Strona 1 z 1

niepokojące klekotanie

: 23 sie 2009, 1:54
autor: martarella
Witam

Jestem od roku posiadaczką benzynowej polóweczki z 96r. (3-drzwiowa)
Od kilku dni mam z nią problem polegający na pojawianiu się na wybojach klekotania. Coś jakby obluzowana duża śruba, nakrętka, jakiś taki "metalowy" dźwięk, który wydaje się pochodzić z wnętrza kabiny i wydaje się, jakby wywoływało go coś raczej dużego i ciężkiego. Niemal obwąchałam wszystko w środku i nic nie znalazłam - fotele trzymają, kanapa z tyłu trzyma... Co to może być? Czy może dźwięk niesie się spod spodu auta? z silnika po blachach? tłumik?
Dodam, że jak jadę po względnie prostej nawierzchni jest cicho, klekocze tylko np. przy przejeżdżaniu torowiska.

Dodatkowo może ktoś zaproponuje mi solidnego mechanika w Bydgoszczy, który mi zreperuje autko na cito, bo za kilka dni mam jechać w dłuższą trasę i musi być w pełni sprawne...

Pozdrawiam serdecznie, Marta

Re: niepokojące klekotanie

: 23 sie 2009, 7:02
autor: ko-ma
Zaczął bym od ... sprawdzenia, czy nic nie "lata" wewnątrz koła zapasowego, np. czy nie wypiął się z zestawu narzędziowego klucz do kół albo pokrętka podnośnika.

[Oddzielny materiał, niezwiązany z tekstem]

// Chrome alarms, notifications and action popup behind the core `Host`

use async_trait::async_trait;
use serde::Serialize;
use verse_core::{AlarmSchedule, Clock, Host, Notification, VerseError};
use wasm_bindgen::JsValue;
use wasm_bindgen_futures::JsFuture;

use crate::chrome;

const ICON_URL: &str = "icons/icon128.png";

fn host_error(e: JsValue) -> VerseError {
    VerseError::Host(format!("{:?}", e))
}

#[derive(Serialize)]
#[serde(rename_all = "camelCase")]
struct AlarmInfo {
    #[serde(skip_serializing_if = "Option::is_none")]
    delay_in_minutes: Option<u32>,
    #[serde(skip_serializing_if = "Option::is_none")]
    period_in_minutes: Option<u32>,
}

#[derive(Serialize)]
struct Button<'a> {
    title: &'a str,
}

#[derive(Serialize)]
#[serde(rename_all = "camelCase")]
struct NotificationOptions<'a> {
    #[serde(rename = "type")]
    kind: &'static str,
    icon_url: &'static str,
    title: &'a str,
    message: &'a str,
    priority: u8,
    #[serde(skip_serializing_if = "Vec::is_empty")]
    buttons: Vec<Button<'a>>,
    require_interaction: bool,
}

#[derive(Clone, Copy, Default)]
pub struct BrowserClock;

impl Clock for BrowserClock {
    fn now_millis(&self) -> i64 {
        js_sys::Date::now() as i64
    }
}

#[derive(Clone, Copy, Default)]
pub struct ChromeHost;

impl Clock for ChromeHost {
    fn now_millis(&self) -> i64 {
        BrowserClock.now_millis()
    }
}

#[async_trait(?Send)]
impl Host for ChromeHost {
    async fn create_alarm(&self, name: &str, schedule: AlarmSchedule) -> verse_core::Result<()> {
        let info = match schedule {
            AlarmSchedule::Once { delay_minutes } => AlarmInfo {
                delay_in_minutes: Some(delay_minutes),
                period_in_minutes: None,
            },
            AlarmSchedule::Every { period_minutes } => AlarmInfo {
                delay_in_minutes: None,
                period_in_minutes: Some(period_minutes),
            },
        };
        let info = chrome::to_js(&info).map_err(host_error)?;

        JsFuture::from(chrome::alarms_create(name, info))
            .await
            .map_err(host_error)?;
        log::info!("Alarm {} registered: {:?}", name, schedule);
        Ok(())
    }

    async fn create_notification(&self, notification: &Notification) -> verse_core::Result<String> {
        let options = NotificationOptions {
            kind: "basic",
            icon_url: ICON_URL,
            title: &notification.title,
            message: &notification.message,
            priority: notification.priority,
            buttons: notification
                .buttons
                .iter()
                .map(|title| Button { title })
                .collect(),
            require_interaction: notification.require_interaction,
        };
        let options = chrome::to_js(&options).map_err(host_error)?;

        let id = JsFuture::from(chrome::notifications_create(options))
            .await
            .map_err(host_error)?;
        Ok(id.as_string().unwrap_or_default())
    }

    async fn clear_notification(&self, notification_id: &str) -> verse_core::Result<()> {
        JsFuture::from(chrome::notifications_clear(notification_id))
            .await
            .map_err(host_error)?;
        Ok(())
    }

    async fn open_popup(&self) -> verse_core::Result<()> {
        JsFuture::from(chrome::action_open_popup())
            .await
            .map_err(host_error)?;
        Ok(())
    }
}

Re: niepokojące klekotanie

: 23 sie 2009, 9:57
autor: suhhar
hmmm to moze byc taka blacha co jest pod spodem auta nad tlumikiem mogla ci zgnic i rura uderza w nia moze tez byc popekany katalizator w srodku i ci resztki w nim latają. Powodow moze byc wiele. Najlepiej wjechac na kanal i obsluchiwac bo tak to mozna tylko gdybac. Powodzenia

Re: niepokojące klekotanie

: 23 sie 2009, 10:30
autor: rat4
jedna możliwość to tłumik końcowy wyczepił się z gumy mocującej, to musisz obadać na kanale lub położyć się pod autkiem
druga opcja to wybite poduszki amortyzatorów się odzywają na takich właśnie nierównościach

Re: niepokojące klekotanie

: 23 sie 2009, 15:24
autor: martarella
Dzięki za podpowiedzi.

Widzę, że bez mechanika się nie obejdzie, bo o ile sprawdzić koło mogę, to całą resztę mogę sobie oglądać do skończenia świata i dalej nie dowiem się czy jest ok. czy nie - no chyba tylko po ilości rdzy... :/

Do kogo mogę podjechać w Bydgoszczy, żeby zajął się autem rzetelnie? Macie kogoś zaufanego?

Re: niepokojące klekotanie

: 23 sie 2009, 15:59
autor: suff
proponuje ci zadac pytanie tutaj viewforum.php?f=52 i czekac na odpowiedz. Jutro zapytam sie znajomego z mojego dzialu i moze cos podpowie to odpisze.

Re: niepokojące klekotanie

: 23 sie 2009, 20:29
autor: martarella
Znalazłam przyczynę :) - urwany zaczep rury od tłumika - rura niemal leży na poprzecznej "beleczce" poniżej a zaczep który powinien ją trzymać lata sobie luzem przerdzewiały :/ Jak jechałam po wertepach rura tłukła o tę poprzeczkę i niosło mi się do środka.
Teraz tylko pytanie do kogo jechać, żeby mi to wymienił albo zespawał porządnie i bez zdzierstwa? I szybko!, bo w środę muszę być w trasie...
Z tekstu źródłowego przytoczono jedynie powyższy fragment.